BELOW IS A LETTER TO THE EDITOR of the Chapel Hill Herald written by North
Carolina State Senator Eleanor Kinnaird in reply to the column above: “Dinner for Ten: A
Parable of Tax Cuts.” It is a classic liberal response: all heart and no head. Although
Ellie is as sweet as can be, her malign characterization of how the wealthy diners in her
parable became wealthy makes me want to beat them up too. Any chance any of the
wealthy got there by making good personal decisions, studying diligently, working hard,
investing their resources well or taking prudent risks on good business ideas, all of
which benefited not just them and their families but their communities and their
countries as well? Didn’t think so. (And as for the primary point of the column, that if
you cut taxes it will be the people who pay taxes who will get their money back, is there
any reason that there are no observations on that point?)
The Letter: Here’s a different lesson on taxation
Gary Gaddy in his column posits a tax lesson using an example of 10 friends who go to
dinner together weekly and split the bill in increasingly uneven ways.
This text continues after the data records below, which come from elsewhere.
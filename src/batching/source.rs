use serde::{Deserialize, Serialize};

use crate::{
    error::ConfigError,
    tensor::{ImageTensor, Sample},
};

/// Number of source slots a composition accepts
pub const MAX_SOURCES: usize = 6;

/// Upper bound for output length, start index and repeat count
pub const MAX_FRAMES: usize = 8192;

/// Mask color written at every slot a source occupies
#[derive(Debug, Clone, Copy, PartialEq, Eq, Default, Serialize, Deserialize)]
#[serde(rename_all = "snake_case")]
pub enum MaskBehavior {
    /// Occupied slots are black in the mask batch
    #[default]
    #[serde(alias = "IMAGE_AREA_IS_BLACK")]
    AreaIsBlack,
    /// Occupied slots are white in the mask batch
    #[serde(alias = "IMAGE_AREA_IS_WHITE")]
    AreaIsWhite,
}

impl MaskBehavior {
    /// Intensity of the color channels (alpha is always opaque)
    pub fn intensity(self) -> f64 {
        match self {
            MaskBehavior::AreaIsBlack => 0.0,
            MaskBehavior::AreaIsWhite => 1.0,
        }
    }
}

/// One bound source: an image tensor plus its placement parameters
#[derive(Debug, Clone, PartialEq)]
pub struct Source<T: Sample = f32> {
    pub tensor: ImageTensor<T>,
    /// 1-based output slot of the first placed frame; `None` until bound,
    /// when it defaults to the slot number
    pub frame_index: Option<u32>,
    /// Repetitions of a single image, or frames taken from a batch
    pub repeat_count: u32,
    pub mask_behavior: MaskBehavior,
}

impl<T: Sample> Source<T> {
    /// Place `tensor` once, starting at the frame matching its slot number
    pub fn new(tensor: ImageTensor<T>) -> Self {
        Self {
            tensor,
            frame_index: None,
            repeat_count: 1,
            mask_behavior: MaskBehavior::default(),
        }
    }

    pub fn at_frame(mut self, frame_index: u32) -> Self {
        self.frame_index = Some(frame_index);
        self
    }

    /// 1-based start frame; an unbound source without one starts at 1
    pub fn start_frame(&self) -> u32 {
        self.frame_index.unwrap_or(1)
    }

    pub fn repeat(mut self, repeat_count: u32) -> Self {
        self.repeat_count = repeat_count;
        self
    }

    pub fn mask(mut self, mask_behavior: MaskBehavior) -> Self {
        self.mask_behavior = mask_behavior;
        self
    }

    /// Whether this source is a single image rather than a batch
    pub fn is_single_image(&self) -> bool {
        self.tensor.batch_size() == 1
    }
}

/// The six source slots of one composition, numbered 1 through 6
#[derive(Debug, Clone)]
pub struct SourceSet<T: Sample = f32> {
    slots: [Option<Source<T>>; MAX_SOURCES],
}

impl<T: Sample> SourceSet<T> {
    pub fn new() -> Self {
        Self {
            slots: std::array::from_fn(|_| None),
        }
    }

    /// Bind `source` to 1-based `slot`, replacing whatever was there
    ///
    /// A source without an explicit start frame starts at frame `slot`.
    pub fn bind(&mut self, slot: usize, mut source: Source<T>) -> Result<&mut Self, ConfigError> {
        let index = slot_index(slot)?;
        // slot_index guarantees 1..=MAX_SOURCES
        source.frame_index.get_or_insert(slot as u32);
        self.slots[index] = Some(source);
        Ok(self)
    }

    /// Bind `tensor` to `slot` with default placement parameters
    pub fn bind_tensor(
        &mut self,
        slot: usize,
        tensor: ImageTensor<T>,
    ) -> Result<&mut Self, ConfigError> {
        self.bind(slot, Source::new(tensor))
    }

    /// Remove the source at `slot`, returning it
    pub fn unbind(&mut self, slot: usize) -> Result<Option<Source<T>>, ConfigError> {
        let index = slot_index(slot)?;
        Ok(self.slots[index].take())
    }

    pub fn get(&self, slot: usize) -> Option<&Source<T>> {
        slot_index(slot)
            .ok()
            .and_then(|index| self.slots[index].as_ref())
    }

    /// Bound sources with their 1-based slot numbers, in slot order
    pub fn iter_bound(&self) -> impl Iterator<Item = (usize, &Source<T>)> + '_ {
        self.slots
            .iter()
            .enumerate()
            .filter_map(|(index, source)| source.as_ref().map(|s| (index + 1, s)))
    }

    pub fn bound_count(&self) -> usize {
        self.slots.iter().filter(|s| s.is_some()).count()
    }

    pub fn is_empty(&self) -> bool {
        self.bound_count() == 0
    }
}

impl<T: Sample> Default for SourceSet<T> {
    fn default() -> Self {
        Self::new()
    }
}

fn slot_index(slot: usize) -> Result<usize, ConfigError> {
    if (1..=MAX_SOURCES).contains(&slot) {
        Ok(slot - 1)
    } else {
        Err(ConfigError::InvalidValue {
            key: "source.slot".to_string(),
            value: slot.to_string(),
        })
    }
}

#[cfg(test)]
mod tests {
    use super::*;

    fn tensor() -> ImageTensor<f32> {
        ImageTensor::filled((1, 1, 1, 3), 0.0).unwrap()
    }

    #[test]
    fn test_bind_rejects_out_of_range_slots() {
        let mut sources = SourceSet::new();
        assert!(sources.bind(0, Source::new(tensor())).is_err());
        assert!(sources.bind(7, Source::new(tensor())).is_err());
        assert!(sources.bind(6, Source::new(tensor())).is_ok());
    }

    #[test]
    fn test_bind_defaults_start_frame_to_slot() {
        let mut sources = SourceSet::new();
        sources.bind(3, Source::new(tensor())).unwrap();
        sources.bind(4, Source::new(tensor()).at_frame(1)).unwrap();

        assert_eq!(sources.get(3).unwrap().frame_index, Some(3));
        assert_eq!(sources.get(4).unwrap().frame_index, Some(1));
        assert_eq!(Source::new(tensor()).start_frame(), 1);
    }

    #[test]
    fn test_iter_bound_is_slot_ordered() {
        let mut sources = SourceSet::new();
        sources.bind_tensor(5, tensor()).unwrap();
        sources.bind_tensor(2, tensor()).unwrap();

        let slots: Vec<usize> = sources.iter_bound().map(|(slot, _)| slot).collect();
        assert_eq!(slots, vec![2, 5]);
        assert_eq!(sources.get(5).unwrap().start_frame(), 5);

        sources.unbind(2).unwrap();
        assert_eq!(sources.bound_count(), 1);
    }

    #[test]
    fn test_mask_behavior_accepts_node_names() {
        #[derive(Deserialize)]
        struct Wrapper {
            behavior: MaskBehavior,
        }
        let parsed: Wrapper = toml::from_str("behavior = \"IMAGE_AREA_IS_WHITE\"").unwrap();
        assert_eq!(parsed.behavior, MaskBehavior::AreaIsWhite);
        let parsed: Wrapper = toml::from_str("behavior = \"area_is_black\"").unwrap();
        assert_eq!(parsed.behavior, MaskBehavior::AreaIsBlack);
    }
}
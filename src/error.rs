use thiserror::Error;

/// Main error type for the frame-batcher library
#[derive(Error, Debug)]
pub enum BatcherError {
    #[error("Tensor error: {0}")]
    Tensor(#[from] TensorError),

    #[error("Image I/O error: {0}")]
    ImageIo(#[from] ImageIoError),

    #[error("Configuration error: {0}")]
    Config(#[from] ConfigError),

    #[error("IO error: {0}")]
    Io(#[from] std::io::Error),

    #[error("Generic error: {0}")]
    Generic(String),
}

/// Malformed tensor geometry or data
#[derive(Error, Debug, Clone, PartialEq, Eq)]
pub enum TensorError {
    #[error("Tensor dimension '{axis}' must be at least 1")]
    EmptyDimension { axis: &'static str },

    #[error("Unsupported channel count: {channels} (expected 1, 3 or 4)")]
    UnsupportedChannels { channels: usize },

    #[error("Data length {actual} does not match shape {shape:?} (expected {expected})")]
    DataLength {
        shape: [usize; 4],
        expected: usize,
        actual: usize,
    },

    #[error("Frame {index} has shape {actual:?}, expected {expected:?}")]
    ShapeMismatch {
        index: usize,
        expected: [usize; 3],
        actual: [usize; 3],
    },
}

/// Errors converting between image files and tensors
#[derive(Error, Debug)]
pub enum ImageIoError {
    #[error("Failed to load image file: {path}")]
    LoadFailed { path: String },

    #[error("Failed to save image file: {path} - {reason}")]
    SaveFailed { path: String, reason: String },

    #[error("No image paths given for {context}")]
    NoImages { context: String },
}

/// Configuration-specific errors
#[derive(Error, Debug)]
pub enum ConfigError {
    #[error("Failed to parse configuration file: {path} - {reason}")]
    ParseFailed { path: String, reason: String },

    #[error("Invalid configuration value: {key} = {value}")]
    InvalidValue { key: String, value: String },

    #[error("Configuration file not found: {path}")]
    FileNotFound { path: String },
}

/// Convenience type alias for Results using BatcherError
pub type Result<T> = std::result::Result<T, BatcherError>;

impl BatcherError {
    /// Create a generic error with a custom message
    pub fn generic<S: Into<String>>(message: S) -> Self {
        Self::Generic(message.into())
    }

    /// Get a user-friendly error message
    pub fn user_message(&self) -> String {
        match self {
            Self::ImageIo(ImageIoError::LoadFailed { path }) => {
                format!("Could not load image '{}'. Please check the file exists and is a PNG or JPEG.", path)
            }
            Self::Tensor(TensorError::ShapeMismatch { index, expected, actual }) => {
                format!(
                    "Image #{} in a batch is {}x{} with {} channels, but the batch started with {}x{} with {} channels. All images in one source must share a size.",
                    index + 1, actual[1], actual[0], actual[2], expected[1], expected[0], expected[2]
                )
            }
            Self::Config(ConfigError::FileNotFound { path }) => {
                format!("Job file '{}' not found.", path)
            }
            Self::Generic(message) => message.clone(),
            _ => self.to_string(),
        }
    }
}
Those who end
up paying the least push the balance onto the unlucky few, who, as a result, abandon
the dinner altogether and find restaurants in Monaco and the Caribbean and
presumably another group willing to split the bill evenly.
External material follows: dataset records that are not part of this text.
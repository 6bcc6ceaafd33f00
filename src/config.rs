use std::collections::HashSet;
use std::path::{Path, PathBuf};

use serde::{Deserialize, Serialize};
use tracing::debug;

use crate::{
    batching::{BatchOptions, MaskBehavior, Source, SourceSet, MAX_FRAMES, MAX_SOURCES},
    error::{ConfigError, ImageIoError, Result},
    io::{load_batch, load_image},
};

/// A batching job: output length, sources and where results go
#[derive(Debug, Clone, Serialize, Deserialize)]
pub struct JobConfig {
    /// Length of the output and mask batches
    pub max_frames: usize,

    /// Processing settings
    #[serde(default)]
    pub processing: ProcessingConfig,

    /// Output settings
    #[serde(default)]
    pub output: OutputConfig,

    /// Bound sources; unlisted slots stay unbound
    #[serde(default)]
    pub sources: Vec<SourceConfig>,
}

impl Default for JobConfig {
    fn default() -> Self {
        Self {
            max_frames: 50,
            processing: ProcessingConfig::default(),
            output: OutputConfig::default(),
            sources: Vec::new(),
        }
    }
}

impl JobConfig {
    /// Load a job from a TOML file
    ///
    /// Relative image paths are resolved against the file's directory.
    pub fn from_file<P: AsRef<Path>>(path: P) -> Result<Self> {
        let path = path.as_ref();
        let content = std::fs::read_to_string(path).map_err(|_| ConfigError::FileNotFound {
            path: path.display().to_string(),
        })?;

        let mut config: JobConfig =
            toml::from_str(&content).map_err(|e| ConfigError::ParseFailed {
                path: path.display().to_string(),
                reason: e.to_string(),
            })?;

        if let Some(base) = path.parent() {
            config.resolve_paths(base);
        }
        Ok(config)
    }

    /// Save the job to a TOML file
    pub fn save_to_file<P: AsRef<Path>>(&self, path: P) -> Result<()> {
        let content = toml::to_string_pretty(self).map_err(|e| ConfigError::InvalidValue {
            key: "job".to_string(),
            value: e.to_string(),
        })?;

        std::fs::write(path, content)?;
        Ok(())
    }

    /// Validate the job against the parameter bounds
    pub fn validate(&self) -> Result<()> {
        check_range("max_frames", self.max_frames, 1, MAX_FRAMES)?;
        self.processing.validate()?;

        if self.sources.len() > MAX_SOURCES {
            return Err(ConfigError::InvalidValue {
                key: "sources".to_string(),
                value: format!("{} entries (at most {})", self.sources.len(), MAX_SOURCES),
            }
            .into());
        }

        let mut seen = HashSet::new();
        for source in &self.sources {
            source.validate()?;
            if !seen.insert(source.slot) {
                return Err(ConfigError::InvalidValue {
                    key: "sources.slot".to_string(),
                    value: format!("{} (bound twice)", source.slot),
                }
                .into());
            }
        }

        Ok(())
    }

    /// Core options derived from the processing settings
    pub fn batch_options(&self) -> BatchOptions {
        BatchOptions {
            parallel: self.processing.parallel,
            threads: Some(self.processing.threads),
        }
    }

    /// Load every configured source's images and bind them to their slots
    pub fn load_sources(&self) -> Result<SourceSet<f32>> {
        let mut sources = SourceSet::new();
        for config in &self.sources {
            let source = config.load()?;
            debug!(
                "Source {}: {} frame(s) of {}x{}x{}",
                config.slot,
                source.tensor.batch_size(),
                source.tensor.width(),
                source.tensor.height(),
                source.tensor.channels()
            );
            sources.bind(config.slot, source)?;
        }
        Ok(sources)
    }

    fn resolve_paths(&mut self, base: &Path) {
        for source in &mut self.sources {
            for image in &mut source.images {
                if image.is_relative() {
                    *image = base.join(&*image);
                }
            }
        }
    }
}

/// One source slot of a job
#[derive(Debug, Clone, Serialize, Deserialize)]
pub struct SourceConfig {
    /// Source slot, 1 through 6; lower slots are overwritten by higher ones
    pub slot: usize,

    /// One path for a single image, several for a batch
    pub images: Vec<PathBuf>,

    /// 1-based start frame; defaults to the slot number
    #[serde(default, skip_serializing_if = "Option::is_none")]
    pub frame_index: Option<u32>,

    /// Repeats of a single image, or frames taken from a batch
    #[serde(default = "default_repeat_count")]
    pub repeat_count: u32,

    #[serde(default)]
    pub mask_behavior: MaskBehavior,
}

fn default_repeat_count() -> u32 {
    1
}

impl SourceConfig {
    pub fn new<P: Into<PathBuf>>(slot: usize, images: Vec<P>) -> Self {
        Self {
            slot,
            images: images.into_iter().map(Into::into).collect(),
            frame_index: None,
            repeat_count: default_repeat_count(),
            mask_behavior: MaskBehavior::default(),
        }
    }

    /// Start frame after applying the slot-number default
    pub fn effective_frame_index(&self) -> u32 {
        self.frame_index
            .unwrap_or_else(|| u32::try_from(self.slot).unwrap_or(1))
    }

    fn validate(&self) -> Result<()> {
        check_range("sources.slot", self.slot, 1, MAX_SOURCES)?;
        check_range(
            "sources.frame_index",
            self.effective_frame_index() as usize,
            1,
            MAX_FRAMES,
        )?;
        check_range("sources.repeat_count", self.repeat_count as usize, 1, MAX_FRAMES)?;

        if self.images.is_empty() {
            return Err(ConfigError::InvalidValue {
                key: format!("sources[{}].images", self.slot),
                value: "[]".to_string(),
            }
            .into());
        }
        Ok(())
    }

    fn load(&self) -> Result<Source<f32>> {
        let tensor = match self.images.as_slice() {
            [] => {
                return Err(ImageIoError::NoImages {
                    context: format!("source {}", self.slot),
                }
                .into())
            }
            [single] => load_image(single)?,
            many => load_batch(many)?,
        };

        Ok(Source::new(tensor)
            .at_frame(self.effective_frame_index())
            .repeat(self.repeat_count)
            .mask(self.mask_behavior))
    }
}

/// How normalization work is scheduled
#[derive(Debug, Clone, Serialize, Deserialize)]
#[serde(default)]
pub struct ProcessingConfig {
    /// Normalize sources concurrently
    pub parallel: bool,

    /// Number of worker threads
    pub threads: usize,
}

impl Default for ProcessingConfig {
    fn default() -> Self {
        Self {
            parallel: true,
            threads: num_cpus::get(),
        }
    }
}

impl ProcessingConfig {
    fn validate(&self) -> Result<()> {
        if self.threads == 0 {
            return Err(ConfigError::InvalidValue {
                key: "processing.threads".to_string(),
                value: self.threads.to_string(),
            }
            .into());
        }
        Ok(())
    }
}

/// Where the frame and mask sequences are written
#[derive(Debug, Clone, Serialize, Deserialize)]
#[serde(default)]
pub struct OutputConfig {
    pub directory: PathBuf,
    pub frame_prefix: String,
    pub mask_prefix: String,
}

impl Default for OutputConfig {
    fn default() -> Self {
        Self {
            directory: PathBuf::from("batch_output"),
            frame_prefix: "frame".to_string(),
            mask_prefix: "mask".to_string(),
        }
    }
}

fn check_range(key: &str, value: usize, min: usize, max: usize) -> Result<()> {
    if (min..=max).contains(&value) {
        Ok(())
    } else {
        Err(ConfigError::InvalidValue {
            key: key.to_string(),
            value: value.to_string(),
        }
        .into())
    }
}

#[cfg(test)]
mod tests {
    use super::*;
    use image::{Rgb, RgbImage};
    use tempfile::tempdir;

    #[test]
    fn test_default_config_is_valid() {
        let config = JobConfig::default();
        assert!(config.validate().is_ok());
    }

    #[test]
    fn test_config_roundtrip() {
        let dir = tempdir().unwrap();
        let file_path = dir.path().join("job.toml");

        let mut original = JobConfig::default();
        original.max_frames = 12;
        original.sources.push(SourceConfig::new(2, vec!["/tmp/a.png"]));

        original.save_to_file(&file_path).unwrap();
        let loaded = JobConfig::from_file(&file_path).unwrap();

        assert_eq!(loaded.max_frames, 12);
        assert_eq!(loaded.sources.len(), 1);
        assert_eq!(loaded.sources[0].effective_frame_index(), 2);
        assert_eq!(loaded.processing.threads, original.processing.threads);
    }

    #[test]
    fn test_parses_minimal_job() {
        let config: JobConfig = toml::from_str(
            r#"
            max_frames = 8

            [[sources]]
            slot = 1
            images = ["a.png"]
            repeat_count = 3
            mask_behavior = "IMAGE_AREA_IS_WHITE"
            "#,
        )
        .unwrap();

        let source = &config.sources[0];
        assert_eq!(source.effective_frame_index(), 1);
        assert_eq!(source.repeat_count, 3);
        assert_eq!(source.mask_behavior, MaskBehavior::AreaIsWhite);
        assert!(config.processing.parallel);
    }

    #[test]
    fn test_invalid_max_frames() {
        let mut config = JobConfig::default();
        config.max_frames = 0;
        assert!(config.validate().is_err());
        config.max_frames = MAX_FRAMES + 1;
        assert!(config.validate().is_err());
    }

    #[test]
    fn test_duplicate_slot_rejected() {
        let mut config = JobConfig::default();
        config.sources.push(SourceConfig::new(1, vec!["a.png"]));
        config.sources.push(SourceConfig::new(1, vec!["b.png"]));
        assert!(config.validate().is_err());
    }

    #[test]
    fn test_zero_repeat_rejected() {
        let mut config = JobConfig::default();
        let mut source = SourceConfig::new(3, vec!["a.png"]);
        source.repeat_count = 0;
        config.sources.push(source);
        assert!(config.validate().is_err());
    }

    #[test]
    fn test_load_sources_resolves_relative_paths() {
        let dir = tempdir().unwrap();
        RgbImage::from_pixel(2, 2, Rgb([255, 0, 0]))
            .save(dir.path().join("red.png"))
            .unwrap();
        std::fs::write(
            dir.path().join("job.toml"),
            "max_frames = 4\n\n[[sources]]\nslot = 2\nimages = [\"red.png\", \"red.png\"]\n",
        )
        .unwrap();

        let config = JobConfig::from_file(dir.path().join("job.toml")).unwrap();
        config.validate().unwrap();
        let sources = config.load_sources().unwrap();

        let source = sources.get(2).unwrap();
        assert_eq!(source.tensor.batch_size(), 2);
        assert_eq!(source.start_frame(), 2);
        assert!(!source.is_single_image());
    }

    #[test]
    fn test_demo_job_is_valid() {
        let path = Path::new(env!("CARGO_MANIFEST_DIR")).join("demos/job.toml");
        let config = JobConfig::from_file(&path).unwrap();
        config.validate().unwrap();

        assert_eq!(config.sources.len(), 3);
        let demos = path.parent().unwrap();
        assert_eq!(config.sources[0].images[0], demos.join("title.png"));
        // the demo ships without its images
        assert!(config.load_sources().is_err());
    }
}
I will posit a different set of friends going to dinner together. Two are hedge fund
managers who specialized in collecting mortgages lent to poor people who didn’t
understand the devastating terms of the loans. Two are industrialists who closed their
U.S. plants and moved them off shore where they can pay low wages and ignore safety
and environmental standards. Two are factory workers who lost their jobs when the
factories closed. Two are single women whose husbands took off and left them with
children to raise by themselves. Two work for fast-food restaurants at minimum wages.
In the beginning, they can all split the bill evenly. But after a while, the factory workers
run out of unemployment payments, those with the balloon payments on their
mortgages are losing their homes to foreclosure, the single women no longer get
support payments and the fast-food workers’ cars blow up, leaving them without a way
to get to work. (There is no transit in their town.)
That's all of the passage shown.